## Directions:
In the records that follow, show each line where the word "JsonDecoder" is present.

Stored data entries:
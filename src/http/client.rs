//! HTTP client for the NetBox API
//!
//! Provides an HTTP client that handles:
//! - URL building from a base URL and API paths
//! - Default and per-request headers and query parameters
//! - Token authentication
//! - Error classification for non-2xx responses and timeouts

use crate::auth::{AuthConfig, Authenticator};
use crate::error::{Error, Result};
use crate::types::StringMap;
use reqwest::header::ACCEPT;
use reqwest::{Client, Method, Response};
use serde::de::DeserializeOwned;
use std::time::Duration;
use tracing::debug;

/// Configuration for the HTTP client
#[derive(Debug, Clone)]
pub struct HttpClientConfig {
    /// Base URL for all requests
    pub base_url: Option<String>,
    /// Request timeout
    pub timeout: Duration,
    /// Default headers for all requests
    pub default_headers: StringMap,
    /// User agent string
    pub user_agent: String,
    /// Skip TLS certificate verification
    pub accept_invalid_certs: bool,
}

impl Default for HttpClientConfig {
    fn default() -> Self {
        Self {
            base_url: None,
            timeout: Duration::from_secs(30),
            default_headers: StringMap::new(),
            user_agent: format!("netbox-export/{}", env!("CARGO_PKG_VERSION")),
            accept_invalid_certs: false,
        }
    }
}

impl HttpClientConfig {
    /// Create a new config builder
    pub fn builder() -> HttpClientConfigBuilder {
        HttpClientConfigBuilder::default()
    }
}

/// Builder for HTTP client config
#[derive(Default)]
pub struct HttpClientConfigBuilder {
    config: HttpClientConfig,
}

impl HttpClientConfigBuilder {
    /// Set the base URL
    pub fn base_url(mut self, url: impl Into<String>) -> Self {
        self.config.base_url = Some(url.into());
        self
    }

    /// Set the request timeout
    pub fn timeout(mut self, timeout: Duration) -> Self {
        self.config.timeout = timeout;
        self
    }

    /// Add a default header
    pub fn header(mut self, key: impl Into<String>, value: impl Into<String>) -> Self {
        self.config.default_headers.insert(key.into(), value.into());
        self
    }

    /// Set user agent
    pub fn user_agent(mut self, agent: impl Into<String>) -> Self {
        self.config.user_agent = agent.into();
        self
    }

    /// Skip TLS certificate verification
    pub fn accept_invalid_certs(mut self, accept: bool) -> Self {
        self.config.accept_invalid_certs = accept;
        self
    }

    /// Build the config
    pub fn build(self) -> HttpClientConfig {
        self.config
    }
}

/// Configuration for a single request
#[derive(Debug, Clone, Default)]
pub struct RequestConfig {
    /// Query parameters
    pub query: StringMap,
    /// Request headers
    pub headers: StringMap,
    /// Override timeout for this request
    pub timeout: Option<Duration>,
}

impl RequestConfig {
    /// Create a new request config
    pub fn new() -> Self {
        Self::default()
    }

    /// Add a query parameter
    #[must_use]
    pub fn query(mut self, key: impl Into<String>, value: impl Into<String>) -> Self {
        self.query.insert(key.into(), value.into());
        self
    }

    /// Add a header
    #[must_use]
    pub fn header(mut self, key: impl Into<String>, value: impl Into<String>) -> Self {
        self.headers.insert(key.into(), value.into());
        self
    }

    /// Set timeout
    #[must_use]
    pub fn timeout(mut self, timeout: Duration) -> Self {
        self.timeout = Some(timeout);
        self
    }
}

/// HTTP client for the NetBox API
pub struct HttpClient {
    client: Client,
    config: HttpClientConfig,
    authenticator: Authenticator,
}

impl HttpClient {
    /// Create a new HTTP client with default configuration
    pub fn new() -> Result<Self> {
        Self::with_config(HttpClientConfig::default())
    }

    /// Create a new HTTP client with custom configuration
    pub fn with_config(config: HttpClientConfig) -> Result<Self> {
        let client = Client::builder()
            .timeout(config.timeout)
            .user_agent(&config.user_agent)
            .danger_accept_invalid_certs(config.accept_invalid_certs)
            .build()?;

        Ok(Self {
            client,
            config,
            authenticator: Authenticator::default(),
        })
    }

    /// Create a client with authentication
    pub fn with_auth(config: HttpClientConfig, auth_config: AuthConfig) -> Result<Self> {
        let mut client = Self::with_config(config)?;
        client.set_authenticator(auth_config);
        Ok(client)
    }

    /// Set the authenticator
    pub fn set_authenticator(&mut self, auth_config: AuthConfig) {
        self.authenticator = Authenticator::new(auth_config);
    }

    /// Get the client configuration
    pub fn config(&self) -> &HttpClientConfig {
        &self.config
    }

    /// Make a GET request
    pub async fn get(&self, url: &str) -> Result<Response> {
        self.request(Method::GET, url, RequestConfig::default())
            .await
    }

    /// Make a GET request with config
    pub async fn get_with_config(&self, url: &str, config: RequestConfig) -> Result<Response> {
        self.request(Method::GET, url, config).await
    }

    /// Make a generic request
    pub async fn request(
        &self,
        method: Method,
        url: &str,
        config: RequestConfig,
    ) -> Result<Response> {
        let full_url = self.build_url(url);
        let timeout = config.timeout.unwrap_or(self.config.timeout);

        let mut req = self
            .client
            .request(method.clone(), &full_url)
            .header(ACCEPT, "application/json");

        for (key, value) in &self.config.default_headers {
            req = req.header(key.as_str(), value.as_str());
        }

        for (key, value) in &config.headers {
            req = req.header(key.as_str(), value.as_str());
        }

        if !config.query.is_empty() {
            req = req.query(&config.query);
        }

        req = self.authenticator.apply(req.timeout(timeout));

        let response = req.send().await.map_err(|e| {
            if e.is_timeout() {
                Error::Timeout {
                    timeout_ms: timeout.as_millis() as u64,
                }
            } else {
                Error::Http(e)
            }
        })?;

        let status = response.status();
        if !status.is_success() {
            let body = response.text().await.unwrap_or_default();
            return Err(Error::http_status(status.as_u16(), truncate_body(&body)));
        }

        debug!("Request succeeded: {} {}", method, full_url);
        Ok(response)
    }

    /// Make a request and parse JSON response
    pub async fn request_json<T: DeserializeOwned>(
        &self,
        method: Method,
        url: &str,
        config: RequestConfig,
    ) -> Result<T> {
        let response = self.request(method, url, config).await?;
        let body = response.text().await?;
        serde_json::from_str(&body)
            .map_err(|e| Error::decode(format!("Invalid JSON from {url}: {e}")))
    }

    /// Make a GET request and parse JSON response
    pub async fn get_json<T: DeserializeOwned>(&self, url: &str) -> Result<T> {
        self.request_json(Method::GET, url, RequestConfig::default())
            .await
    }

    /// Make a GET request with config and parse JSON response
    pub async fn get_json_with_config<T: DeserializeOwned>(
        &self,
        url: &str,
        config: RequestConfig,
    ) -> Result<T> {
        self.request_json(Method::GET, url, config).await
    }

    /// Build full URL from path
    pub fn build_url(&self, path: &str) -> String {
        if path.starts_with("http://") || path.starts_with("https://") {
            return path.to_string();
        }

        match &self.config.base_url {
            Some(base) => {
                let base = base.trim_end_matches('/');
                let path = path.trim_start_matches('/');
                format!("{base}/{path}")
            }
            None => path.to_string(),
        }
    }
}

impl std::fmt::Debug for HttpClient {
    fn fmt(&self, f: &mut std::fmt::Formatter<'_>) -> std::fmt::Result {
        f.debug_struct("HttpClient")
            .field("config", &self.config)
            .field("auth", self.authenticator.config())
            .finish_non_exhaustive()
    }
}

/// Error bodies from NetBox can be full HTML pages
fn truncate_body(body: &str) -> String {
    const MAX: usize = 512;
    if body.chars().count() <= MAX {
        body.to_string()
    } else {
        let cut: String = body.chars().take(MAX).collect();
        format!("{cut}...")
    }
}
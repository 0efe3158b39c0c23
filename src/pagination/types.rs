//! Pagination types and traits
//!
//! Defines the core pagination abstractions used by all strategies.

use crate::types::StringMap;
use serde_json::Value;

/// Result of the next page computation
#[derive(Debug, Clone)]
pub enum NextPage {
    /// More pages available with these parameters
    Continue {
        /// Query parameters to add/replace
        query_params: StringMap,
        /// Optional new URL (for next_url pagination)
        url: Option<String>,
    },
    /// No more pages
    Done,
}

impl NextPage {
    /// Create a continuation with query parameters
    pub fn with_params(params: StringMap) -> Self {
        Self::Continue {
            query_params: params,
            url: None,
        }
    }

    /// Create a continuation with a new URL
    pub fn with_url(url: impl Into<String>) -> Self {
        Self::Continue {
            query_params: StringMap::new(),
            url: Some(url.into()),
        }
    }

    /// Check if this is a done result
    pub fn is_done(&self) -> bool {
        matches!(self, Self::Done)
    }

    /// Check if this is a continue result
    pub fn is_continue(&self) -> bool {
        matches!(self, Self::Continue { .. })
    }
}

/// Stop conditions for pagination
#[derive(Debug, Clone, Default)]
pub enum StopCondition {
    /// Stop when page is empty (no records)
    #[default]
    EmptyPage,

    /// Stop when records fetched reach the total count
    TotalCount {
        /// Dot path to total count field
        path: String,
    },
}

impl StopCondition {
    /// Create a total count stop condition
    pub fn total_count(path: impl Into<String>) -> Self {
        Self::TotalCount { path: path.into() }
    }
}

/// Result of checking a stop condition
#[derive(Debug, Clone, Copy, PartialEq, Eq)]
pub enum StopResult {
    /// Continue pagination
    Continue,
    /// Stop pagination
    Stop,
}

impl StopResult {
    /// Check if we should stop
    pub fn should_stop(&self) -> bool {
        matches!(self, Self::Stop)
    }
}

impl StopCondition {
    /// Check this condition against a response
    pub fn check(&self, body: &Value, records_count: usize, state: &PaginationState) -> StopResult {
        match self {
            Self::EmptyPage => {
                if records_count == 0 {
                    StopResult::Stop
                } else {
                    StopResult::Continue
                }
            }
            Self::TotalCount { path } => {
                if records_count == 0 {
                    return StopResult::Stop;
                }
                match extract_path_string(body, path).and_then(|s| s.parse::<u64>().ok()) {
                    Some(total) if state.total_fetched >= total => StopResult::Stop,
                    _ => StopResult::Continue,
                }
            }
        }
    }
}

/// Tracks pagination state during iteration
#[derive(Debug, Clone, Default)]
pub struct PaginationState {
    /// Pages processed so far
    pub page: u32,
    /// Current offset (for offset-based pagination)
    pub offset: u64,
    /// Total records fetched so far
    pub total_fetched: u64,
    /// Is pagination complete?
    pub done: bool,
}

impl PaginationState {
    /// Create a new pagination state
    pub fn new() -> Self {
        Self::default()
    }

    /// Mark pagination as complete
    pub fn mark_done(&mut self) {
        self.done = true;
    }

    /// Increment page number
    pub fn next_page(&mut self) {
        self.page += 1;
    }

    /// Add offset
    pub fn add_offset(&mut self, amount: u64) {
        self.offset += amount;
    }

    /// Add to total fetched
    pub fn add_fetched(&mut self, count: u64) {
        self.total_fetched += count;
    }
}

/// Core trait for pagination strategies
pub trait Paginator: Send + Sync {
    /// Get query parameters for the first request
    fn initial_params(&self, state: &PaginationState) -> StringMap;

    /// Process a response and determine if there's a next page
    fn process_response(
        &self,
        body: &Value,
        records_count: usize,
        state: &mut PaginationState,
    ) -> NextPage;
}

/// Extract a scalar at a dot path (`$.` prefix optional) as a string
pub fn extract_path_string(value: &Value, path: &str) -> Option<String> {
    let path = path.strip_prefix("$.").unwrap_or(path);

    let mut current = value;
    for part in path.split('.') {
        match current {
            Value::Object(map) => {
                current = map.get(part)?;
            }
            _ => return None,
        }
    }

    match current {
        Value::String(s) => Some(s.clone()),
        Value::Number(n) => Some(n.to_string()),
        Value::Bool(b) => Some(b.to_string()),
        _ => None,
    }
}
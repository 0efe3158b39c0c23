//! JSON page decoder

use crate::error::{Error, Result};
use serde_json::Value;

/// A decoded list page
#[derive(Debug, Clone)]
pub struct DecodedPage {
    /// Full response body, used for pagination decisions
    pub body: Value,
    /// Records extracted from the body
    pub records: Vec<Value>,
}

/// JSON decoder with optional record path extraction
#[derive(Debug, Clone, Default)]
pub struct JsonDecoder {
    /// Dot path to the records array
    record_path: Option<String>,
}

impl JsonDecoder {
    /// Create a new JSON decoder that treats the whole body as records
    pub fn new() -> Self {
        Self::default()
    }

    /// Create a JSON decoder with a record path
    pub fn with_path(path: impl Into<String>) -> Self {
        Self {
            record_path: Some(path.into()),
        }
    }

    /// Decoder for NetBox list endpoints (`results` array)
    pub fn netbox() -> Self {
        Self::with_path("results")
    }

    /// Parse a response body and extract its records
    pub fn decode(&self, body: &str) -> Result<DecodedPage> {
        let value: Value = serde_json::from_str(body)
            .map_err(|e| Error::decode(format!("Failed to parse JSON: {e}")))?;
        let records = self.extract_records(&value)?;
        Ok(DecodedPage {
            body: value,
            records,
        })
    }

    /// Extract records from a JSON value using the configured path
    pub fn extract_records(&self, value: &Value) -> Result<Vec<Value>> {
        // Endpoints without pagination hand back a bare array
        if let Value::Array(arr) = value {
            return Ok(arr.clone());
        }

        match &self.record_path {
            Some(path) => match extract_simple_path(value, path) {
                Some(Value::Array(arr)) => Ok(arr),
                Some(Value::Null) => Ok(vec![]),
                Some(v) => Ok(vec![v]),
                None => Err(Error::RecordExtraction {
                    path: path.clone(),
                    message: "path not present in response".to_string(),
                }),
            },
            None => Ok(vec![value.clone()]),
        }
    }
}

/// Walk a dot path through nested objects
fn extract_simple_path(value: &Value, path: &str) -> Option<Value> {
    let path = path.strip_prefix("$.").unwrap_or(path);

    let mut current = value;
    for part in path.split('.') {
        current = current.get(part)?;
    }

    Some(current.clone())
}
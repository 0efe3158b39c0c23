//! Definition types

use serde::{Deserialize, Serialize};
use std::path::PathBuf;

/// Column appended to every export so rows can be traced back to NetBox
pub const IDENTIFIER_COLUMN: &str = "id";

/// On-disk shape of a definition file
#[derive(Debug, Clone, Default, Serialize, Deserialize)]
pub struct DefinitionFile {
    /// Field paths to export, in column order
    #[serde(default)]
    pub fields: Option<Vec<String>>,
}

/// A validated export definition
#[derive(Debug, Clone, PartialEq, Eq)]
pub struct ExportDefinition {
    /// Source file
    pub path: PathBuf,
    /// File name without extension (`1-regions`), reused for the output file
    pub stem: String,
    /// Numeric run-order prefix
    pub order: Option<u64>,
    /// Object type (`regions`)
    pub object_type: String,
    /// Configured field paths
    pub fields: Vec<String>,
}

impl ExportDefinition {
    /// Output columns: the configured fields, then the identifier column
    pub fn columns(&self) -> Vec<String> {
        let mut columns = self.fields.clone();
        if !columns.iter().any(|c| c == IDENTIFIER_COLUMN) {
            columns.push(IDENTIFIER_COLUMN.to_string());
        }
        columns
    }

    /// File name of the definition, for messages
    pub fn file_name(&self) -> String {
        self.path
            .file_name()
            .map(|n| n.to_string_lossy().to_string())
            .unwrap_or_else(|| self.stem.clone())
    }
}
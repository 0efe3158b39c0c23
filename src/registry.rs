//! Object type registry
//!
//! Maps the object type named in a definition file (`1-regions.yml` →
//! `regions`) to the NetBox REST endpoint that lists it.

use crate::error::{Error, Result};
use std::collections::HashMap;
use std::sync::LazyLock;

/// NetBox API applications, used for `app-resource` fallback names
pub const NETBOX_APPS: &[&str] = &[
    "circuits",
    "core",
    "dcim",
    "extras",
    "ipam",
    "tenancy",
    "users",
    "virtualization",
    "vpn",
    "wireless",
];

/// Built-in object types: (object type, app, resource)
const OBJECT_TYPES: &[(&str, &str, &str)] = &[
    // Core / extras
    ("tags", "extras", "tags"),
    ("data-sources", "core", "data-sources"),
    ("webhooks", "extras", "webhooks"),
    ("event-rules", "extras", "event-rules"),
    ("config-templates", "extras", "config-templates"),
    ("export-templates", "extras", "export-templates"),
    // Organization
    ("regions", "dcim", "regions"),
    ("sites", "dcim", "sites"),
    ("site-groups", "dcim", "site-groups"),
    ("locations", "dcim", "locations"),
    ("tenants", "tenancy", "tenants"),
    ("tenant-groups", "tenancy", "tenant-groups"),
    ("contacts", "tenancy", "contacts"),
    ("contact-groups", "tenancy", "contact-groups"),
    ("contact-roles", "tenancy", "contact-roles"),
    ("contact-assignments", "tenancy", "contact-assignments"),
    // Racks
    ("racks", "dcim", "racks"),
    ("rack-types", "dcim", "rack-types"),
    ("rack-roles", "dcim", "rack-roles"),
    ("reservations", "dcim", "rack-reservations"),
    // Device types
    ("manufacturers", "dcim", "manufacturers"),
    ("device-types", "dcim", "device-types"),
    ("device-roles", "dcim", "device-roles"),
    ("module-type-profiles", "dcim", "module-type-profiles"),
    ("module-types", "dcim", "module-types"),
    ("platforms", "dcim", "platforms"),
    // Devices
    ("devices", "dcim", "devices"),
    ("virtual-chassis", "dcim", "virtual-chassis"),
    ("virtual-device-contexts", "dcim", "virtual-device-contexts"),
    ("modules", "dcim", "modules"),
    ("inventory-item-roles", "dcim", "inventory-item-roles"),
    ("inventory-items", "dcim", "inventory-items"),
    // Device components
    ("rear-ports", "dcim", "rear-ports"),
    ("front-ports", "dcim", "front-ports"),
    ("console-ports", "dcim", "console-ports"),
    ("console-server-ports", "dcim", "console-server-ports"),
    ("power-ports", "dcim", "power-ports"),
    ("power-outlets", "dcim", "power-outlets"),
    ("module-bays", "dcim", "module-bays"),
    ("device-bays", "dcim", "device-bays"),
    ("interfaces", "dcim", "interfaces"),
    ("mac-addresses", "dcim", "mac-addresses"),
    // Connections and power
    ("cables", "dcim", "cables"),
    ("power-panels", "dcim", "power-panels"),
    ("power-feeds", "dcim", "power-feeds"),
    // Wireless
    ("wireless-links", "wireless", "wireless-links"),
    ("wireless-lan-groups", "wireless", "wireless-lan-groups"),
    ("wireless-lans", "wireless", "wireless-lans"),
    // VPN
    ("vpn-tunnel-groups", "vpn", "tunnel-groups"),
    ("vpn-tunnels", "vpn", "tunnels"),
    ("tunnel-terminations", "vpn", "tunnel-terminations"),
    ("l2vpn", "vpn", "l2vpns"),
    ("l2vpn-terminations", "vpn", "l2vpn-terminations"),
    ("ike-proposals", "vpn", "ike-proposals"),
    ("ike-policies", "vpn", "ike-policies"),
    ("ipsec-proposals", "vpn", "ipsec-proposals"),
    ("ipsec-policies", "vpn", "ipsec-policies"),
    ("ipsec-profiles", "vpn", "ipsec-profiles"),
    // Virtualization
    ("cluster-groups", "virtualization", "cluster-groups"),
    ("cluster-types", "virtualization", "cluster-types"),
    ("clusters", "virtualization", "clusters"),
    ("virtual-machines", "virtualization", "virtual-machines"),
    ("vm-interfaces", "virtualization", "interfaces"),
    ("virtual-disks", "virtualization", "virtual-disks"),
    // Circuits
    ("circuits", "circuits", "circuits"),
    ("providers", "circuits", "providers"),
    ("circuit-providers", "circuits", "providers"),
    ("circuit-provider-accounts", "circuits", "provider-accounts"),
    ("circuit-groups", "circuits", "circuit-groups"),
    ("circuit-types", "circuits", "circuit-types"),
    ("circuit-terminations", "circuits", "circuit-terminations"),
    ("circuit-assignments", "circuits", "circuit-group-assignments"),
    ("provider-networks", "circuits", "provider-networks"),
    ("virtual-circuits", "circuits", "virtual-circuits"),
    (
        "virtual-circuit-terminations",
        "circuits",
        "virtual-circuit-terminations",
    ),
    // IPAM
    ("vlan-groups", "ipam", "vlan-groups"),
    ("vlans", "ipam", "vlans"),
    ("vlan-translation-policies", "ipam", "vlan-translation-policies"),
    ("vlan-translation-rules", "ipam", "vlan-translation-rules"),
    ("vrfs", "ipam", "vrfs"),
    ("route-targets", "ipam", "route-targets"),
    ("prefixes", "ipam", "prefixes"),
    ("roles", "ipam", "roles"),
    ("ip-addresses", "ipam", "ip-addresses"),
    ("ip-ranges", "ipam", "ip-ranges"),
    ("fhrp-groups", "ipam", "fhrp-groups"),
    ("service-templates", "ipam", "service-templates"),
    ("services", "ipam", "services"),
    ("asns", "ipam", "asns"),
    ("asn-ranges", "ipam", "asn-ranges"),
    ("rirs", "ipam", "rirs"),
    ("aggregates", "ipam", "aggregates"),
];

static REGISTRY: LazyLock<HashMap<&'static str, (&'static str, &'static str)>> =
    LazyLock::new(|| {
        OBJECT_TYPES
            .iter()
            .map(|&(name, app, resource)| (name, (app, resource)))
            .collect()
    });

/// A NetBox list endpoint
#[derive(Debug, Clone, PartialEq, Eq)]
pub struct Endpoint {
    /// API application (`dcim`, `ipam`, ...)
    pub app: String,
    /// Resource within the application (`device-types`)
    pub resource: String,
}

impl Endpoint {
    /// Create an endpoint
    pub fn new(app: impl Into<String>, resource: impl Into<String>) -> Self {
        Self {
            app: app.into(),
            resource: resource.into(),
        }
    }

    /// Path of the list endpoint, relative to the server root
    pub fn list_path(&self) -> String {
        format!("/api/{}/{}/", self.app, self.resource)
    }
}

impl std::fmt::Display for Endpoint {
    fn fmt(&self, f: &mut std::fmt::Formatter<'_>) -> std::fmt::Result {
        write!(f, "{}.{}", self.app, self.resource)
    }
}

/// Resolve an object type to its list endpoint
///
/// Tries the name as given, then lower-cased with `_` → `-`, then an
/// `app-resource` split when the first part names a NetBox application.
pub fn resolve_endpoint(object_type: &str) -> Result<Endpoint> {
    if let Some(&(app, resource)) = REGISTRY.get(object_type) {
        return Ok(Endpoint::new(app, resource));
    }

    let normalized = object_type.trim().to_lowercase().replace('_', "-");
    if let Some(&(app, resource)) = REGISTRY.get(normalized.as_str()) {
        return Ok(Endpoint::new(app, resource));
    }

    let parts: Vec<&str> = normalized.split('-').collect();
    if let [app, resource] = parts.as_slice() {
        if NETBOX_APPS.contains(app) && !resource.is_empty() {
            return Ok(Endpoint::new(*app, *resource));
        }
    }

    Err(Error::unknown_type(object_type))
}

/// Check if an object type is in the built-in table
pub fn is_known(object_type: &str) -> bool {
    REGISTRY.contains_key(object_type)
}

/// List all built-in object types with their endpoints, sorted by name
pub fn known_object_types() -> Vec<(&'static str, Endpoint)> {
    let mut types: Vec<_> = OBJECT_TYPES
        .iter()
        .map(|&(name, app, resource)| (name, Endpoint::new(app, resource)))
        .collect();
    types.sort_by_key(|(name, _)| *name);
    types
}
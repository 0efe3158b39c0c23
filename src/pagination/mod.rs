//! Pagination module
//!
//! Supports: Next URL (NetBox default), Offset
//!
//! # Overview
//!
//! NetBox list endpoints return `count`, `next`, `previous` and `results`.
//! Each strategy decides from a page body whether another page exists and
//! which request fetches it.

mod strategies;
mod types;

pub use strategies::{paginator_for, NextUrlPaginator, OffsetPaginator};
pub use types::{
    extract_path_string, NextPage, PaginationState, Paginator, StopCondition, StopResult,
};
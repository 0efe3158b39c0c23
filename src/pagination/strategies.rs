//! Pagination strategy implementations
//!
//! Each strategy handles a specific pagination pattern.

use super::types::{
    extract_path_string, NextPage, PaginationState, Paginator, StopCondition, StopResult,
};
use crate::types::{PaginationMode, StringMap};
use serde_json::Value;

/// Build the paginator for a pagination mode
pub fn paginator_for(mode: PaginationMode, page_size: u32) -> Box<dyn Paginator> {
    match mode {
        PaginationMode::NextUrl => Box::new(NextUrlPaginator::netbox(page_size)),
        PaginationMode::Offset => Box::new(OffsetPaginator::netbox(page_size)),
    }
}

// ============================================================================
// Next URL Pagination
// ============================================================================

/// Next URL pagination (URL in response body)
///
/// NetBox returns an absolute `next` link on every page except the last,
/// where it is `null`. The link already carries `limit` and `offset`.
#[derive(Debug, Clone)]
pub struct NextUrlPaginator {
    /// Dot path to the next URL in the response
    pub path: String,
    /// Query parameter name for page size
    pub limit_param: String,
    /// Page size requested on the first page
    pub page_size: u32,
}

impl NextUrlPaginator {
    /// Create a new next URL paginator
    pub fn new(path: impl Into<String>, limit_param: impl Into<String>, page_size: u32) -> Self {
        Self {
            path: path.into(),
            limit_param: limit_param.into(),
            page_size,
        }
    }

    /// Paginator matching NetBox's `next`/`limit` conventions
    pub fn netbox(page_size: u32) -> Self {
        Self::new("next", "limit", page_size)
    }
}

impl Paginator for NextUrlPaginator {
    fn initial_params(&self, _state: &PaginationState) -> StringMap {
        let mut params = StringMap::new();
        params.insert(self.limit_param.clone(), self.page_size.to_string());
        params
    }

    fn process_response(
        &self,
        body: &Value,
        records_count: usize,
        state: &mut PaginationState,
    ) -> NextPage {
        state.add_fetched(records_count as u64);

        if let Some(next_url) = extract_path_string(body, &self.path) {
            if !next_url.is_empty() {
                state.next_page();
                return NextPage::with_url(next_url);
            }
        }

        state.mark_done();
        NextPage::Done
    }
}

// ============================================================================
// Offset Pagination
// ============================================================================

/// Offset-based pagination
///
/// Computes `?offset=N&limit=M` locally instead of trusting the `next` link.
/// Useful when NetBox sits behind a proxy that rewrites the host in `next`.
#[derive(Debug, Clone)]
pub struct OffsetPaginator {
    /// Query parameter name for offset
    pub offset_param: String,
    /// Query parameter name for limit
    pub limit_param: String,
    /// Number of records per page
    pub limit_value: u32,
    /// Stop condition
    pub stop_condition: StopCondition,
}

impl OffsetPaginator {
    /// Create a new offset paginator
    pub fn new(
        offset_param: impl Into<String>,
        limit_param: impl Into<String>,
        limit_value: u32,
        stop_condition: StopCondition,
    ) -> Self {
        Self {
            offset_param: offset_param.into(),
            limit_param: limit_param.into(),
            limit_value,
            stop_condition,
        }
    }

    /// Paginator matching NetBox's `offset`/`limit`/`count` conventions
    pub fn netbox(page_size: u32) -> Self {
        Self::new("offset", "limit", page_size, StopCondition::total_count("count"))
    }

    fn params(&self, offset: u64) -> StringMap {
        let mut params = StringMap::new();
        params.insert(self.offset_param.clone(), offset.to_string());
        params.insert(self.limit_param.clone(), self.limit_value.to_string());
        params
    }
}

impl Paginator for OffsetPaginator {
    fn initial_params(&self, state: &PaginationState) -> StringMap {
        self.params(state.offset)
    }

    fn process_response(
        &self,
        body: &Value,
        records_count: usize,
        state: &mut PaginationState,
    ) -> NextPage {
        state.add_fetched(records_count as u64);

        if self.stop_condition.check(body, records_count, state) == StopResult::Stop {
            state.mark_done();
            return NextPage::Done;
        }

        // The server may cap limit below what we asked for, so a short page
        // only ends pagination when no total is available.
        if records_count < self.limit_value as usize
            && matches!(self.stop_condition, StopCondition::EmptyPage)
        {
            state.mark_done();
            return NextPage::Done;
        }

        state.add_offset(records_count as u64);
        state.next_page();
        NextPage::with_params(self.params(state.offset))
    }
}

## Expected answer:
pub struct JsonDecoder {
impl JsonDecoder {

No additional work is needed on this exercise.